▸ **Activity**
Return only the line containing "let mut leaders" and each line after it, exactly as written, through the end of the records.

Items from a dataset
◆ ◆ ◆ ◆ ◆ ◆ ◆
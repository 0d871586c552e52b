use std::collections::HashMap;
use std::hash::Hash;

use crate::aggregation::domain::identity_summary::{Demographic, IdentitySummary, Representative};
use crate::clustering::domain::identity::Identity;
use crate::shared::analysis_config::AnalysisConfig;
use crate::shared::bounding_box::{CropExpansion, FrameSize};
use crate::shared::detection::{Detection, Gender};
use crate::shared::time_range::{self, TimeRange};

/// Derives display summaries from an identity's detections.
///
/// Every method is a pure function of the detection list, so summaries can
/// be recomputed at any time (after assignment, after a merge, after a
/// restore) and always agree.
#[derive(Clone, Copy, Debug, PartialEq)]
pub struct Aggregator {
    range_gap_seconds: f64,
    crop_expansion: CropExpansion,
}

impl Aggregator {
    pub fn new(range_gap_seconds: f64, crop_expansion: CropExpansion) -> Self {
        Self {
            range_gap_seconds,
            crop_expansion,
        }
    }

    pub fn from_config(config: &AnalysisConfig) -> Self {
        Self::new(config.range_gap_seconds, config.crop_expansion)
    }

    pub fn appearances(detections: &[Detection]) -> Vec<f64> {
        let mut timestamps: Vec<f64> = detections.iter().map(|d| d.timestamp).collect();
        timestamps.sort_by(f64::total_cmp);
        timestamps
    }

    pub fn time_ranges(&self, detections: &[Detection]) -> Vec<TimeRange> {
        time_range::coalesce(&Self::appearances(detections), self.range_gap_seconds)
    }

    pub fn demographic(detections: &[Detection]) -> Demographic {
        let gender = majority(detections.iter().filter_map(|d| d.gender));
        let expression = majority(
            detections
                .iter()
                .filter_map(|d| d.dominant_expression())
                .map(|(label, _)| label),
        )
        .map(str::to_string);

        let ages: Vec<f64> = detections
            .iter()
            .filter_map(|d| d.age)
            .filter(|age| age.is_finite())
            .collect();
        let avg_age = if ages.is_empty() {
            None
        } else {
            Some(ages.iter().sum::<f64>() / ages.len() as f64)
        };

        Demographic {
            gender,
            avg_age,
            expression,
        }
    }

    /// Best shot: the detection with the largest bounding box, on the
    /// assumption that a bigger face is closer and clearer. Ties go to the
    /// detection that sorts first in [`Detection::canonical_cmp`] order, so
    /// the choice does not depend on how the list was assembled. Blur, pose
    /// and occlusion are not considered.
    pub fn representative(detections: &[Detection]) -> Option<&Detection> {
        detections.iter().min_by(|a, b| {
            b.bounding_box
                .area()
                .total_cmp(&a.bounding_box.area())
                .then_with(|| a.canonical_cmp(b))
        })
    }

    /// Enriched record for one identity; `None` only for an identity with
    /// no detections, which a session never holds.
    pub fn summarize(
        &self,
        identity: &Identity,
        frame: Option<FrameSize>,
    ) -> Option<IdentitySummary> {
        let detections = identity.detections();
        let best = Self::representative(detections)?;
        Some(IdentitySummary {
            id: identity.id(),
            label: identity.label().to_string(),
            detection_count: detections.len(),
            representative: Representative {
                detection: best.clone(),
                crop: best.bounding_box.crop_rect(self.crop_expansion, frame),
            },
            demographic: Self::demographic(detections),
            appearances: Self::appearances(detections),
            time_ranges: self.time_ranges(detections),
            merged_from: identity.merged_from().to_vec(),
        })
    }

    /// Summaries sorted by descending detection count, then ascending id.
    pub fn summarize_all(
        &self,
        identities: &[Identity],
        frame: Option<FrameSize>,
    ) -> Vec<IdentitySummary> {
        let mut summaries: Vec<IdentitySummary> = identities
            .iter()
            .filter_map(|identity| self.summarize(identity, frame))
            .collect();
        summaries.sort_by(|a, b| {
            b.detection_count
                .cmp(&a.detection_count)
                .then(a.id.cmp(&b.id))
        });
        summaries
    }
}

impl Default for Aggregator {
    fn default() -> Self {
        Self::from_config(&AnalysisConfig::default())
    }
}

/// The single most frequent value; `None` when there are no votes or the
/// top count is shared.
fn majority<T: Eq + Hash>(votes: impl Iterator<Item = T>) -> Option<T> {
    let mut counts: HashMap<T, usize> = HashMap::new();
    for vote in votes {
        *counts.entry(vote).or_default() += 1;
    }
    let top = counts.values().copied().max()?;
    let mut leaders = counts.into_iter().filter(|(_, count)| *count == top);
    match (leaders.next(), leaders.next()) {
        (Some((value, _)), None) => Some(value),
        _ => None,
    }
}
◆ ◆ ◆ ◆ ◆ ◆ ◆
▸ **Response to this exercise**
    let mut leaders = counts.into_iter().filter(|(_, count)| *count == top);
    match (leaders.next(), leaders.next()) {
        (Some((value, _)), None) => Some(value),
        _ => None,
    }
}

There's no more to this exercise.